**What this task involves**. In the entries below, find every line with the string "match" and copy it.

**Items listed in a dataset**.
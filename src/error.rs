//! Error types raised by [`Signal`](crate::Signal).
//!
//! Both variants are contract violations rather than transient failures: they
//! are surfaced to the caller immediately and never retried. Everything else
//! (disconnecting twice, querying a handle after its signal was dropped) is a
//! silent no-op.

use thiserror::Error;

/// # Errors produced by a signal.
#[non_exhaustive]
#[derive(Error, Debug, Clone, Copy, PartialEq, Eq)]
pub enum SignalError {
    /// The slot id counter would overflow. Ids are never wrapped or reused.
    #[error("slot id space exhausted; ids are never reused")]
    IdSpaceExhausted,

    /// The signal was asked to relocate its slots while an emission was running.
    #[error("signal cannot be relocated while emitting (emission depth {depth})")]
    InvalidUseWhileEmitting {
        /// Emission depth observed when the relocation was rejected.
        depth: u32,
    },
}

impl SignalError {
    /// Returns a short stable label (snake_case) for use in logs.
    ///
    /// # Example
    /// ```
    /// use slotline::SignalError;
    ///
    /// assert_eq!(SignalError::IdSpaceExhausted.as_label(), "id_space_exhausted");
    /// ```
    pub fn as_label(&self) -> &'static str {
        match self {
            SignalError::IdSpaceExhausted => "id_space_exhausted",
            SignalError::InvalidUseWhileEmitting { .. } => "invalid_use_while_emitting",
        }
    }
}

#[cfg(test)]
mod tests {
    use super::*;

    #[test]
    fn test_labels_are_stable() {
        assert_eq!(
            SignalError::InvalidUseWhileEmitting { depth: 2 }.as_label(),
            "invalid_use_while_emitting"
        );
        assert_eq!(SignalError::IdSpaceExhausted.as_label(), "id_space_exhausted");
    }

    #[test]
    fn test_display_mentions_depth() {
        let err = SignalError::InvalidUseWhileEmitting { depth: 3 };
        assert_eq!(
            err.to_string(),
            "signal cannot be relocated while emitting (emission depth 3)"
        );
    }
}
//! visir-report - Wind Turbine Blade Inspection Reports
//!
//! Batch job: scan paired RGB/thermal image directories, generate one
//! vision-language inspection report per blade, write one HTML document.
//!
//! # Usage
//!
//! ```bash
//! # Run with the deterministic template backend (no model weights)
//! cargo run --release
//!
//! # Run with the Qwen2.5-VL backend (CPU)
//! cargo run --release --features llm
//!
//! # Run with the Qwen2.5-VL backend (GPU - requires CUDA toolkit)
//! cargo run --release --features cuda -- --rgb-dir ./combined_images
//! ```
//!
//! # Environment Variables
//!
//! - `VISIR_CONFIG`: Path to a TOML config file (default: `./visir_report.toml`)
//! - `RUST_LOG`: Logging level (default: info)

use anyhow::Result;
use clap::Parser;
use std::path::PathBuf;
use tracing::info;

use visir_report::config::ReportConfig;
use visir_report::llm::ProviderFactory;
use visir_report::orchestrator::run_batch;

#[derive(Parser, Debug)]
#[command(name = "visir-report")]
#[command(about = "Wind turbine blade inspection report generator")]
#[command(version)]
struct CliArgs {
    /// Path to a TOML config file (overrides the VISIR_CONFIG search order)
    #[arg(long)]
    config: Option<PathBuf>,

    /// Directory of RGB (visual) inspection images
    #[arg(long, value_name = "DIR")]
    rgb_dir: Option<PathBuf>,

    /// Directory of thermal inspection images
    #[arg(long, value_name = "DIR")]
    thermal_dir: Option<PathBuf>,

    /// Output HTML file path (overwritten if present)
    #[arg(short, long, value_name = "FILE")]
    output: Option<PathBuf>,

    /// Hub model identifier for the vision-language backend
    #[arg(long)]
    model_id: Option<String>,

    /// Maximum new tokens generated per report
    #[arg(long)]
    max_new_tokens: Option<usize>,
}

impl CliArgs {
    /// Apply command-line overrides on top of the loaded config.
    fn apply(self, config: &mut ReportConfig) {
        if let Some(dir) = self.rgb_dir {
            config.inputs.rgb_dir = dir;
        }
        if let Some(dir) = self.thermal_dir {
            config.inputs.thermal_dir = dir;
        }
        if let Some(path) = self.output {
            config.output.html_path = path;
        }
        if let Some(model_id) = self.model_id {
            config.model.model_id = model_id;
        }
        if let Some(max_new_tokens) = self.max_new_tokens {
            config.model.max_new_tokens = max_new_tokens;
        }
    }
}

#[tokio::main]
async fn main() -> Result<()> {
    // Initialize logging
    tracing_subscriber::fmt()
        .with_env_filter(
            tracing_subscriber::EnvFilter::try_from_default_env()
                .unwrap_or_else(|_| tracing_subscriber::EnvFilter::new("info")),
        )
        .with_target(false)
        .init();

    let args = CliArgs::parse();

    let mut config = match &args.config {
        Some(path) => ReportConfig::load_from_file(path)?,
        None => ReportConfig::load(),
    };
    args.apply(&mut config);

    info!(
        rgb_dir = %config.inputs.rgb_dir.display(),
        thermal_dir = %config.inputs.thermal_dir.display(),
        output = %config.output.html_path.display(),
        model_id = %config.model.model_id,
        "Starting blade inspection report run"
    );

    // The provider is loaded once and injected into the batch run.
    let provider = ProviderFactory::create(&config.model).await?;

    let summary = run_batch(provider.as_ref(), &config).await?;

    info!(
        groups = summary.groups_discovered,
        reports = summary.reports_generated,
        skipped = summary.groups_skipped,
        "Run complete"
    );

    Ok(())
}
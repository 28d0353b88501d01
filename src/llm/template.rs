//! Deterministic template provider
//!
//! Stand-in backend used when the `llm` feature is disabled. Renders a
//! fixed markdown report skeleton from the conversation contents so the
//! full pipeline (grouping, prompting, HTML assembly) stays exercisable
//! without model weights. Also used by the integration tests.

use anyhow::Result;
use async_trait::async_trait;

use super::{Conversation, ModelProvider};

/// Deterministic markdown-template backend (no model inference).
#[derive(Debug, Default)]
pub struct TemplateProvider;

impl TemplateProvider {
    pub fn new() -> Self {
        Self
    }
}

#[async_trait]
impl ModelProvider for TemplateProvider {
    async fn generate(&self, conversation: &Conversation) -> Result<String> {
        let image_count = conversation.image_paths().count();
        let blocks: Vec<&str> = conversation.text_items().collect();

        let mut report = String::new();
        report.push_str("**Placeholder inspection report** (no model backend compiled in).\n\n");
        for block in &blocks {
            report.push_str(&format!("- {}\n", block));
        }
        report.push_str(&format!("\n{} image(s) were attached.\n\n", image_count));
        report.push_str(
            "## Findings\n\n\
             - **Observed anomalies or damage**: not assessed\n\
             - **Thermal anomalies or hotspots**: not assessed\n\
             - **Severity assessment and potential causes**: not assessed\n\
             - **Recommended maintenance or repair actions**: not assessed\n\
             - **Implications for turbine performance**: not assessed\n",
        );

        Ok(report)
    }

    fn provider_name(&self) -> &'static str {
        "Template (no inference)"
    }

    fn uses_gpu(&self) -> bool {
        false
    }
}

#[cfg(test)]
mod tests {
    use super::*;
    use crate::llm::ContentItem;
    use std::path::PathBuf;

    #[tokio::test]
    async fn test_template_report_reflects_conversation() {
        let provider = TemplateProvider::new();
        let conversation = Conversation {
            system: "You are a senior expert".to_string(),
            user_content: vec![
                ContentItem::Text("Below are 2 RGB images for Turbine-2_A:".to_string()),
                ContentItem::Image(PathBuf::from("a.jpg")),
                ContentItem::Image(PathBuf::from("b.jpg")),
            ],
        };

        let report = provider.generate(&conversation).await.unwrap();

        assert!(report.contains("Below are 2 RGB images for Turbine-2_A:"));
        assert!(report.contains("2 image(s) were attached"));
        assert!(report.contains("**Observed anomalies or damage**"));
    }
}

**Result below**.
        match self {
    let mut config = match &args.config {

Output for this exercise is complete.